Sorry, Matz, I know, of course. But I know too less about Japanese to see
how close our tasks are. Under "non-English-writers" I, maybe, had to say
"European languages" or so - which has common punctuations, LTR writing,
"words" and "whitespaces" and so on. I have almost no knowledge about
Japanese, Korean, Arabic, Hebrew people needs.

> so that I can
> suppose I know what we need.  And I have no problem with the current
> UTF-8 support.  Maybe that's because Japanese don't have cases in our
> characters.  Or maybe I'm missing something.  

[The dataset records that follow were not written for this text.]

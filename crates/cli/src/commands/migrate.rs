//! Database migration commands.
//!
//! # Usage
//!
//! ```bash
//! # Supabase schema: reading_type enum, profiles, readings, triggers, RLS
//! eo-cli migrate supabase
//!
//! # Session table used by the portal's PostgresStore
//! eo-cli migrate sessions
//!
//! # Both
//! eo-cli migrate all
//! ```
//!
//! # Environment Variables
//!
//! - `SUPABASE_DB_URL` - direct Postgres connection to the Supabase project
//! - `PORTAL_DATABASE_URL` - session database
//!
//! Either falls back to `DATABASE_URL`.
//!
//! # Migration Files
//!
//! Supabase migrations live in `crates/portal/migrations/`. They reference the
//! `auth` schema, so they only apply to a Supabase database.

use thiserror::Error;
use tower_sessions_sqlx_store::PostgresStore;

use super::{PORTAL_DATABASE_URL, SUPABASE_DB_URL, connect, database_url};

/// Errors that can occur while migrating.
#[derive(Debug, Error)]
pub enum MigrationError {
    #[error("Missing environment variable: {0}")]
    MissingEnvVar(&'static str),

    #[error("Database error: {0}")]
    Database(#[from] sqlx::Error),

    #[error("Migration error: {0}")]
    Migration(#[from] sqlx::migrate::MigrateError),
}

/// Apply the schema and row-level policies to the Supabase database.
pub async fn supabase() -> Result<(), MigrationError> {
    let url = database_url(SUPABASE_DB_URL).ok_or(MigrationError::MissingEnvVar(SUPABASE_DB_URL))?;
    let pool = connect(SUPABASE_DB_URL, &url).await?;

    tracing::info!("Running Supabase migrations...");
    sqlx::migrate!("../portal/migrations").run(&pool).await?;

    tracing::info!("Supabase migrations complete!");
    Ok(())
}

/// Create the session table in the portal database.
pub async fn sessions() -> Result<(), MigrationError> {
    let url = database_url(PORTAL_DATABASE_URL)
        .ok_or(MigrationError::MissingEnvVar(PORTAL_DATABASE_URL))?;
    let pool = connect(PORTAL_DATABASE_URL, &url).await?;

    tracing::info!("Creating session table...");
    PostgresStore::new(pool).migrate().await?;

    tracing::info!("Session table ready!");
    Ok(())
}
//! HTTP route handlers for the portal.
//!
//! # Route Structure
//!
//! ```text
//! GET  /                               - Landing page
//!
//! # Auth
//! GET  /auth                           - Sign in / sign up tabs (?tab=signup)
//! POST /auth/sign-in                   - Sign in
//! POST /auth/sign-up                   - Sign up
//! POST /auth/sign-out                  - Sign out, back to /
//!
//! # Client portal (requires sign-in)
//! GET  /dashboard                      - Own readings
//!
//! # Admin console (requires admin)
//! GET  /admin                          - Readings, users, stats, create dialog
//! POST /admin/readings                 - Create reading
//! GET  /admin/readings/{id}/edit       - Admin page with the edit dialog open
//! POST /admin/readings/{id}            - Save edited reading
//! POST /admin/readings/{id}/delete     - Delete reading
//! ```
//!
//! `/health`, `/health/ready` and `/static` are mounted by the binary.

pub mod admin;
pub mod auth;
pub mod dashboard;
pub mod home;

use axum::{
    Router,
    routing::{get, post},
};
use serde::Deserialize;

use eyeopener_core::{ContentPreview, PreviewEntry};

use crate::middleware::AuthContext;
use crate::models::{Reading, ReadingWithOwner};
use crate::state::AppState;

// =============================================================================
// Shared view types
// =============================================================================

/// Query parameters carrying a one-shot notice code.
#[derive(Debug, Default, Deserialize)]
pub struct MessageQuery {
    pub error: Option<String>,
    pub success: Option<String>,
}

/// A notice banner ("toast").
#[derive(Debug, Clone, PartialEq, Eq)]
pub struct Notice {
    pub message: String,
    pub is_error: bool,
}

impl Notice {
    #[must_use]
    pub fn success(message: impl Into<String>) -> Self {
        Self {
            message: message.into(),
            is_error: false,
        }
    }

    #[must_use]
    pub fn error(message: impl Into<String>) -> Self {
        Self {
            message: message.into(),
            is_error: true,
        }
    }

    /// Resolve a notice from query codes. Unknown codes are ignored so the
    /// query string can never inject text into the page.
    #[must_use]
    pub fn from_query(query: &MessageQuery) -> Option<Self> {
        query
            .error
            .as_deref()
            .and_then(error_message)
            .map(Self::error)
            .or_else(|| {
                query
                    .success
                    .as_deref()
                    .and_then(success_message)
                    .map(Self::success)
            })
    }
}

fn success_message(code: &str) -> Option<&'static str> {
    match code {
        "created" => Some("Reading created successfully"),
        "updated" => Some("Reading updated successfully"),
        "deleted" => Some("Reading deleted successfully"),
        _ => None,
    }
}

fn error_message(code: &str) -> Option<&'static str> {
    match code {
        "create_failed" => Some("Failed to create reading"),
        "update_failed" => Some("Failed to update reading"),
        "delete_failed" => Some("Failed to delete reading"),
        "load_failed" => Some("Failed to load readings"),
        "missing" => Some("Reading not found"),
        "session" => Some("Your session has expired, please sign in again"),
        _ => None,
    }
}

/// What the navigation auth button shows.
#[derive(Debug, Clone, Default)]
pub struct NavView {
    /// Signed-in email, `None` when signed out.
    pub email: Option<String>,
    pub is_admin: bool,
}

impl From<&AuthContext> for NavView {
    fn from(ctx: &AuthContext) -> Self {
        Self {
            email: ctx.signed_in().map(|s| s.user.email.clone()),
            is_admin: ctx.is_admin(),
        }
    }
}

/// A reading as rendered on a dashboard or admin card.
#[derive(Debug, Clone)]
pub struct ReadingCard {
    pub id: String,
    pub title: String,
    pub badge_text: String,
    pub badge_class: &'static str,
    /// Owner's name or email (admin cards only).
    pub owner: Option<String>,
    /// Long date, e.g. `January 5, 2025`.
    pub date: String,
    /// Object content: up to three `label: value` lines.
    pub preview_entries: Vec<PreviewEntry>,
    /// Any other content: one shortened line.
    pub preview_text: Option<String>,
    /// Show edit and delete controls.
    pub manageable: bool,
}

impl ReadingCard {
    /// Card for the owner's dashboard.
    #[must_use]
    pub fn for_owner(reading: &Reading) -> Self {
        let (preview_entries, preview_text) = match ContentPreview::of(&reading.content) {
            ContentPreview::Entries(entries) => (entries, None),
            ContentPreview::Text(text) => (Vec::new(), Some(text)),
        };

        Self {
            id: reading.id.to_string(),
            title: reading.title.clone(),
            badge_text: reading.reading_type.badge_text(),
            badge_class: reading.reading_type.badge_class(),
            owner: None,
            date: long_date(reading),
            preview_entries,
            preview_text,
            manageable: false,
        }
    }

    /// Card for the admin console, with owner and controls.
    #[must_use]
    pub fn for_admin(row: &ReadingWithOwner) -> Self {
        Self {
            owner: Some(row.owner_label().to_string()),
            manageable: true,
            ..Self::for_owner(&row.reading)
        }
    }
}

fn long_date(reading: &Reading) -> String {
    reading.created_at.format("%B %-d, %Y").to_string()
}

// =============================================================================
// Routers
// =============================================================================

/// Create the auth routes router.
pub fn auth_routes() -> Router<AppState> {
    Router::new()
        .route("/", get(auth::auth_page))
        .route("/sign-in", post(auth::sign_in))
        .route("/sign-up", post(auth::sign_up))
        .route("/sign-out", post(auth::sign_out))
}

/// Create the admin console router.
pub fn admin_routes() -> Router<AppState> {
    Router::new()
        .route("/", get(admin::index))
        .route("/readings", post(admin::create_reading))
        .route("/readings/{id}", post(admin::update_reading))
        .route("/readings/{id}/edit", get(admin::edit_reading))
        .route("/readings/{id}/delete", post(admin::delete_reading))
}

/// Create all page routes for the portal.
pub fn routes() -> Router<AppState> {
    Router::new()
        .route("/", get(home::home))
        .route("/dashboard", get(dashboard::index))
        .nest("/auth", auth_routes())
        .nest("/admin", admin_routes())
}

#[cfg(test)]
#[allow(clippy::unwrap_used)]
mod tests {
    use super::*;
    use chrono::TimeZone;
    use eyeopener_core::ReadingType;
    use serde_json::json;

    fn reading(content: serde_json::Value) -> Reading {
        Reading {
            id: "2d9c4b3a-1e7f-4a6b-8c5d-9e0f1a2b3c4d".parse().unwrap(),
            user_id: "6f1c1f8e-2f47-4c52-9a3b-4f2d2b8e9c10".parse().unwrap(),
            reading_type: ReadingType::BoneReading,
            title: "Ancestral guidance".to_string(),
            content,
            created_at: chrono::Utc.with_ymd_and_hms(2025, 1, 5, 18, 30, 0).unwrap(),
        }
    }

    #[test]
    fn test_notice_from_query() {
        let query = MessageQuery {
            error: None,
            success: Some("created".to_string()),
        };
        assert_eq!(
            Notice::from_query(&query),
            Some(Notice::success("Reading created successfully"))
        );

        let query = MessageQuery {
            error: Some("delete_failed".to_string()),
            success: Some("created".to_string()),
        };
        assert_eq!(
            Notice::from_query(&query),
            Some(Notice::error("Failed to delete reading"))
        );
    }

    #[test]
    fn test_notice_ignores_unknown_codes() {
        let query = MessageQuery {
            error: Some("<script>".to_string()),
            success: None,
        };
        assert_eq!(Notice::from_query(&query), None);
    }

    #[test]
    fn test_owner_card() {
        let card = ReadingCard::for_owner(&reading(json!({"ancestor_message": "Be patient"})));
        assert_eq!(card.date, "January 5, 2025");
        assert_eq!(card.badge_text, "bone reading");
        assert_eq!(card.badge_class, "bg-red-500/20 text-red-300");
        assert_eq!(card.preview_entries.len(), 1);
        assert_eq!(card.preview_entries[0].label, "ancestor message");
        assert!(card.preview_text.is_none());
        assert!(!card.manageable);
    }

    #[test]
    fn test_admin_card_shows_owner() {
        let row = ReadingWithOwner {
            reading: reading(json!("plain text")),
            owner_name: None,
            owner_email: Some("seeker@example.com".to_string()),
        };
        let card = ReadingCard::for_admin(&row);
        assert_eq!(card.owner.as_deref(), Some("seeker@example.com"));
        assert!(card.manageable);
        assert!(card.preview_entries.is_empty());
        assert!(card.preview_text.is_some());
    }
}
//! GoTrue endpoints (`/auth/v1`).

use reqwest::Method;
use tracing::instrument;

use super::types::{
    AuthSession, PasswordCredentials, RefreshRequest, SignUpMetadata, SignUpOutcome,
    SignUpRequest,
};
use super::{SupabaseClient, SupabaseError};

impl SupabaseClient {
    /// Build `/auth/v1/token?grant_type=...`.
    fn token_endpoint(&self, grant_type: &str) -> Result<url::Url, SupabaseError> {
        let mut url = self.endpoint("auth/v1/token")?;
        url.query_pairs_mut().append_pair("grant_type", grant_type);
        Ok(url)
    }

    /// Sign in with email and password.
    ///
    /// # Errors
    ///
    /// Returns `SupabaseError::Api` (status 400) for bad credentials.
    #[instrument(skip(self, password))]
    pub async fn sign_in_with_password(
        &self,
        email: &str,
        password: &str,
    ) -> Result<AuthSession, SupabaseError> {
        let url = self.token_endpoint("password")?;
        let request = self
            .request(Method::POST, url, None)
            .json(&PasswordCredentials { email, password });
        self.send_json(request).await
    }

    /// Register a new user, storing `full_name` in the user metadata.
    ///
    /// # Errors
    ///
    /// Returns `SupabaseError::Api` when GoTrue rejects the registration
    /// (e.g. the email is already taken).
    #[instrument(skip(self, password))]
    pub async fn sign_up(
        &self,
        email: &str,
        password: &str,
        full_name: &str,
    ) -> Result<SignUpOutcome, SupabaseError> {
        let url = self.endpoint("auth/v1/signup")?;
        let request = self.request(Method::POST, url, None).json(&SignUpRequest {
            email,
            password,
            data: SignUpMetadata { full_name },
        });
        self.send_json(request).await
    }

    /// Exchange a refresh token for a new session.
    ///
    /// # Errors
    ///
    /// Returns `SupabaseError::Api` when the refresh token is invalid or used.
    #[instrument(skip_all)]
    pub async fn refresh_session(&self, refresh_token: &str) -> Result<AuthSession, SupabaseError> {
        let url = self.token_endpoint("refresh_token")?;
        let request = self
            .request(Method::POST, url, None)
            .json(&RefreshRequest { refresh_token });
        self.send_json(request).await
    }

    /// Revoke the session behind an access token.
    ///
    /// # Errors
    ///
    /// Returns an error if the request fails.
    #[instrument(skip_all)]
    pub async fn sign_out(&self, access_token: &str) -> Result<(), SupabaseError> {
        let url = self.endpoint("auth/v1/logout")?;
        self.send_text(self.request(Method::POST, url, Some(access_token)))
            .await
            .map(drop)
    }
}

#[cfg(test)]
#[allow(clippy::unwrap_used)]
mod tests {
    use super::*;
    use crate::config::SupabaseConfig;
    use serde_json::json;
    use wiremock::matchers::{body_json, header, method, path, query_param};
    use wiremock::{Mock, MockServer, ResponseTemplate};

    const USER_ID: &str = "6f1c1f8e-2f47-4c52-9a3b-4f2d2b8e9c10";

    fn session_body() -> serde_json::Value {
        json!({
            "access_token": "access-1",
            "refresh_token": "refresh-1",
            "expires_in": 3600,
            "expires_at": 1_900_000_000,
            "token_type": "bearer",
            "user": {"id": USER_ID, "email": "seeker@example.com", "user_metadata": {"full_name": "Seeker"}}
        })
    }

    fn client(server: &MockServer) -> SupabaseClient {
        SupabaseClient::new(&SupabaseConfig::new(&server.uri(), "anon-key").unwrap())
    }

    #[tokio::test]
    async fn test_sign_in_with_password() {
        let server = MockServer::start().await;
        Mock::given(method("POST"))
            .and(path("/auth/v1/token"))
            .and(query_param("grant_type", "password"))
            .and(header("apikey", "anon-key"))
            .and(body_json(json!({"email": "seeker@example.com", "password": "hunter22"})))
            .respond_with(ResponseTemplate::new(200).set_body_json(session_body()))
            .expect(1)
            .mount(&server)
            .await;

        let session = client(&server)
            .sign_in_with_password("seeker@example.com", "hunter22")
            .await
            .unwrap();
        assert_eq!(session.access_token, "access-1");
        assert_eq!(session.user.id.to_string(), USER_ID);
    }

    #[tokio::test]
    async fn test_sign_in_bad_credentials() {
        let server = MockServer::start().await;
        Mock::given(method("POST"))
            .and(path("/auth/v1/token"))
            .respond_with(ResponseTemplate::new(400).set_body_json(json!({
                "error": "invalid_grant",
                "error_description": "Invalid login credentials"
            })))
            .mount(&server)
            .await;

        let err = client(&server)
            .sign_in_with_password("seeker@example.com", "wrong-pass")
            .await
            .unwrap_err();
        match err {
            SupabaseError::Api { status, message } => {
                assert_eq!(status.as_u16(), 400);
                assert_eq!(message, "Invalid login credentials");
            }
            other => panic!("unexpected error: {other:?}"),
        }
    }

    #[tokio::test]
    async fn test_sign_up_sends_full_name() {
        let server = MockServer::start().await;
        Mock::given(method("POST"))
            .and(path("/auth/v1/signup"))
            .and(body_json(json!({
                "email": "seeker@example.com",
                "password": "hunter22",
                "data": {"full_name": "Seeker"}
            })))
            .respond_with(
                ResponseTemplate::new(200)
                    .set_body_json(json!({"id": USER_ID, "email": "seeker@example.com"})),
            )
            .expect(1)
            .mount(&server)
            .await;

        let outcome = client(&server)
            .sign_up("seeker@example.com", "hunter22", "Seeker")
            .await
            .unwrap();
        assert!(matches!(outcome, SignUpOutcome::ConfirmationPending(_)));
    }

    #[tokio::test]
    async fn test_refresh_and_sign_out() {
        let server = MockServer::start().await;
        Mock::given(method("POST"))
            .and(path("/auth/v1/token"))
            .and(query_param("grant_type", "refresh_token"))
            .and(body_json(json!({"refresh_token": "refresh-1"})))
            .respond_with(ResponseTemplate::new(200).set_body_json(session_body()))
            .expect(1)
            .mount(&server)
            .await;
        Mock::given(method("POST"))
            .and(path("/auth/v1/logout"))
            .and(header("authorization", "Bearer access-1"))
            .respond_with(ResponseTemplate::new(204))
            .expect(1)
            .mount(&server)
            .await;

        let client = client(&server);
        let session = client.refresh_session("refresh-1").await.unwrap();
        client.sign_out(&session.access_token).await.unwrap();
    }
}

Just what I've said above. 

> Can you show us your
> concrete problems caused by Ruby's lack of "proper" Unicode support?

As mentioned in this topic, it's String#length, upcase, downcase,
capitalize.

BTW, does String#length works good for you?

Moreover, there seems to be some huge problems with pathes having Russian
letters; but I'm really not convinced, if Ruby really has to handle this.

> 
> |also, some other classes can be affected by Unicode (possibly
> |regexps, and pathes). Regexps seems to work fine (in my 1.9), but pathes
> are
> |not: File.open with Russian letters in path don't finds the file.
> 
> Strange.  Ruby does not convert encoding, so that there should be no
> problem opening files, if you are using strings in the encoding your OS
> expect.  If they are differ, you have to specify (and convert) them
> properly, no matter how Unicode support is.

Oh, it's a bit hard theme for me. I know Windows XP must support Unicode
file names; I see my filenames in Russian, but I have low knowledge of
system internals to say, are they really Unicode?

If not take in account those problems, the only String problems remains, but
they are so base core methods!

V.